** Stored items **
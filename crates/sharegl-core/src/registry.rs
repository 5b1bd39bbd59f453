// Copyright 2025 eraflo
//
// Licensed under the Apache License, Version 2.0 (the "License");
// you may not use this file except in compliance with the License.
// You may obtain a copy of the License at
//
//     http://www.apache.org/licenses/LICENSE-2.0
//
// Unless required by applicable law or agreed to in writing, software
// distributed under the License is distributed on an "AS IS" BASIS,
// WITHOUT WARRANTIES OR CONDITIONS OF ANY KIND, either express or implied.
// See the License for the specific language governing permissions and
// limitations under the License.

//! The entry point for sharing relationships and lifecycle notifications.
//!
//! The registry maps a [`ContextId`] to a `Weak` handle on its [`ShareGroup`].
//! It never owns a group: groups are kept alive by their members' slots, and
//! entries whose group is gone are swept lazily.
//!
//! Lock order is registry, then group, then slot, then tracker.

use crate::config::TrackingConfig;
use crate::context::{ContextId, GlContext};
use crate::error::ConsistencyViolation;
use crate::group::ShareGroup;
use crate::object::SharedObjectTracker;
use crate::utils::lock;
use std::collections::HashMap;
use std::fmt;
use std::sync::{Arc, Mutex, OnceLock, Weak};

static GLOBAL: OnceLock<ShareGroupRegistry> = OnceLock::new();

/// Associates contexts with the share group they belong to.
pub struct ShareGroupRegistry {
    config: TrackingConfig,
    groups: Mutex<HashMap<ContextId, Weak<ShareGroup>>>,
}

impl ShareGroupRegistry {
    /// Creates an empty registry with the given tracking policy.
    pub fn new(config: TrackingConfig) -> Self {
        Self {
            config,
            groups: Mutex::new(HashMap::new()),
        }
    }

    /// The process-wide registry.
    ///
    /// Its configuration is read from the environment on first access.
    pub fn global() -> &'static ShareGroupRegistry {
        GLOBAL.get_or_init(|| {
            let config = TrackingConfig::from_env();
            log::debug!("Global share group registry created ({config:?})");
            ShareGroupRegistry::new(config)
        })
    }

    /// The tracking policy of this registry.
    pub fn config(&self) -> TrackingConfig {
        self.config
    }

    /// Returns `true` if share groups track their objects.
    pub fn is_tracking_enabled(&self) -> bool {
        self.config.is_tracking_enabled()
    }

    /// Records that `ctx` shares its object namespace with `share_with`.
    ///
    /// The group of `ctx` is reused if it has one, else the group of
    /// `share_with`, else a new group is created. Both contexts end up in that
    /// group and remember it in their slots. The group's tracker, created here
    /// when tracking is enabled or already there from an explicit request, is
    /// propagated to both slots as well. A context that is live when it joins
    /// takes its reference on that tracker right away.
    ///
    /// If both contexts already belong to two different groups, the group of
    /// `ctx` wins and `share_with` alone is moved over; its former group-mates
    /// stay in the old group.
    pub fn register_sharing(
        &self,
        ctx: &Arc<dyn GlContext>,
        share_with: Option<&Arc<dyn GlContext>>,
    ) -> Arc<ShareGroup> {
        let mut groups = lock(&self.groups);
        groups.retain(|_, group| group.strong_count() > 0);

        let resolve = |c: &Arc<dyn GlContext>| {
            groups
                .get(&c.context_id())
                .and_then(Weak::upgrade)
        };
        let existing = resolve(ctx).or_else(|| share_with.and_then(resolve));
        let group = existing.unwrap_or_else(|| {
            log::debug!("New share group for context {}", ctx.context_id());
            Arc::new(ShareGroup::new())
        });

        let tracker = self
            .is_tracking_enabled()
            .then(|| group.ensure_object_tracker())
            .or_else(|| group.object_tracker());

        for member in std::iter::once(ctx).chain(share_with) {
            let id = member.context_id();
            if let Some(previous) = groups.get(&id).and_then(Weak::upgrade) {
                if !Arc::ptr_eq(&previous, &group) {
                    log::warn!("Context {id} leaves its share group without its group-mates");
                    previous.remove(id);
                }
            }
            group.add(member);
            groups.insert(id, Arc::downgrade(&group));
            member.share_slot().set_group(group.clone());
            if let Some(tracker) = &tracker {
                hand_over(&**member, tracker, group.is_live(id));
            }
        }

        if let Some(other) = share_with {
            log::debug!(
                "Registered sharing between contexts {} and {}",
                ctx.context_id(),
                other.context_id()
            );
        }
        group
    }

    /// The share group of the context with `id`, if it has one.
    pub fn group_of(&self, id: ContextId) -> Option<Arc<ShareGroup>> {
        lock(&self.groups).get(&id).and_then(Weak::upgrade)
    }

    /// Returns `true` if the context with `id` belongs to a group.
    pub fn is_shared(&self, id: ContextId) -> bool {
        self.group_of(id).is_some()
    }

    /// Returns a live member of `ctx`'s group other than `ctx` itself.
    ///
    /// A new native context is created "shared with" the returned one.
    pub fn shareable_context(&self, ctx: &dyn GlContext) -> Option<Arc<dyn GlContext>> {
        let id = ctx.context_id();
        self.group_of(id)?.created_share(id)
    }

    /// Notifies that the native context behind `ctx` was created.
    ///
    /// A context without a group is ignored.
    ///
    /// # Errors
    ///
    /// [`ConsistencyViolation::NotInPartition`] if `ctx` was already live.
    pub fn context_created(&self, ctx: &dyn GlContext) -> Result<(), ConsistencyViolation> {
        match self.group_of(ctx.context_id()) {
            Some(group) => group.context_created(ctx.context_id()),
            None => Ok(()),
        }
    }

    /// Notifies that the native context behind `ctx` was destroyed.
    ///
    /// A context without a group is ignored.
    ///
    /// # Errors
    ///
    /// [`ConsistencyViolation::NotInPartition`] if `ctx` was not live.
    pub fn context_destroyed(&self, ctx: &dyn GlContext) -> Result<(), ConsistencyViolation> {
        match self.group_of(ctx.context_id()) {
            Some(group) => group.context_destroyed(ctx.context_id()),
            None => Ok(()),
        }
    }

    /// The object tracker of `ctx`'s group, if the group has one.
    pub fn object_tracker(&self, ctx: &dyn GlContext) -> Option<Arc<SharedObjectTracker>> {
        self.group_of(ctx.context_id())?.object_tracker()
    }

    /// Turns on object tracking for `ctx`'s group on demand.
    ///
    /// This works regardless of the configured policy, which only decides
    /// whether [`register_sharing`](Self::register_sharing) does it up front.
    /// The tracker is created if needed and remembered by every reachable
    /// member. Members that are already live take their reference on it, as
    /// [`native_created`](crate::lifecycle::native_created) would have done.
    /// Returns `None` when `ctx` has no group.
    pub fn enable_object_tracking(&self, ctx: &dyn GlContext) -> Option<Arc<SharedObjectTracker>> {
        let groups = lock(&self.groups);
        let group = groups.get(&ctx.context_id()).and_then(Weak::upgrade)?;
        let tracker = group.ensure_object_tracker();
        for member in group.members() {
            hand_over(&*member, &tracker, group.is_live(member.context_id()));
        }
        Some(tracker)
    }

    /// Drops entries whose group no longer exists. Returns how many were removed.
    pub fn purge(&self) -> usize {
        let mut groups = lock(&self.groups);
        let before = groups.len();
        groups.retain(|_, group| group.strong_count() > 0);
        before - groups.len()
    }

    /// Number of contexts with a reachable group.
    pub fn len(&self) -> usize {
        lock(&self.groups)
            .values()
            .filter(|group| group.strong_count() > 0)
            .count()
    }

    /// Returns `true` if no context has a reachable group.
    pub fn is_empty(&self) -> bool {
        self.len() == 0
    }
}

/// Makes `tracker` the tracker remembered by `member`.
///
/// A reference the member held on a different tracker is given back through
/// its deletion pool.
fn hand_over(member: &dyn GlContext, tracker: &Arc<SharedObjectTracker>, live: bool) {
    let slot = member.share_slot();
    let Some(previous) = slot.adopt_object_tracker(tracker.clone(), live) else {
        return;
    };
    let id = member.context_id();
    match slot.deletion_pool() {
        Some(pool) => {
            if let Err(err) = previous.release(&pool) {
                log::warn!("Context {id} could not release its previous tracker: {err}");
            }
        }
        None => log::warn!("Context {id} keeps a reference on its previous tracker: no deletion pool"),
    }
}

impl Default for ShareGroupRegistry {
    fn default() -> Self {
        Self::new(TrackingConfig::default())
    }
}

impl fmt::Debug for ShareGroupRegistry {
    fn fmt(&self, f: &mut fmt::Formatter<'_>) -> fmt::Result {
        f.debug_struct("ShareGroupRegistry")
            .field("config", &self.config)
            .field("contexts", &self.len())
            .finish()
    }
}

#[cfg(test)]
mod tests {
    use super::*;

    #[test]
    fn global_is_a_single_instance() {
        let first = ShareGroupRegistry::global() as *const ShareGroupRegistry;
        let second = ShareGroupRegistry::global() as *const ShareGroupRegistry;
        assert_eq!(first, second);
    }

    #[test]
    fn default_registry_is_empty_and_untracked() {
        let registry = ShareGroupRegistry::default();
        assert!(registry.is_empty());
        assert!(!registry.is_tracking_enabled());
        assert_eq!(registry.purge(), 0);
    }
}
...
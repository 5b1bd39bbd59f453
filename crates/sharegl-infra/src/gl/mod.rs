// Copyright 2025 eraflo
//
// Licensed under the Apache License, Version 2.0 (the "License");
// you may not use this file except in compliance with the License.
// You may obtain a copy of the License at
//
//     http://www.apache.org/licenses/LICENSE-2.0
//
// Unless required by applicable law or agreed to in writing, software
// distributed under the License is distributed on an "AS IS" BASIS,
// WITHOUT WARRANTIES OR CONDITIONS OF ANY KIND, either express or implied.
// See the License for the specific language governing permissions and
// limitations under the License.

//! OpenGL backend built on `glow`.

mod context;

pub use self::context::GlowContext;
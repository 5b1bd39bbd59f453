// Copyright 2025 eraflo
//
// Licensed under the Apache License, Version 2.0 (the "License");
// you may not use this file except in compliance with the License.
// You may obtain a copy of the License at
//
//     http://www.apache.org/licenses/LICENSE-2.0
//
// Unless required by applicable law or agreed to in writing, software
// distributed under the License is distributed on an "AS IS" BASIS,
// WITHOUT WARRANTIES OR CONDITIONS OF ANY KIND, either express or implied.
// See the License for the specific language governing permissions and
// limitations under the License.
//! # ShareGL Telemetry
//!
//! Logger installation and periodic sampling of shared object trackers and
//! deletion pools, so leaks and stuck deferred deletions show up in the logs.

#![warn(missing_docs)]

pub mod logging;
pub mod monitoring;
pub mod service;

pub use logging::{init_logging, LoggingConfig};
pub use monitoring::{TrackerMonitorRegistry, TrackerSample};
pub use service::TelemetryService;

** YOUR TASK **
Find each line in the records above that contains "slots", and copy it.

** RESULT OF THE TASK **
//! It never owns a group: groups are kept alive by their members' slots, and
    /// group and remember it in their slots. The group's tracker, created here
    /// propagated to both slots as well. A context that is live when it joins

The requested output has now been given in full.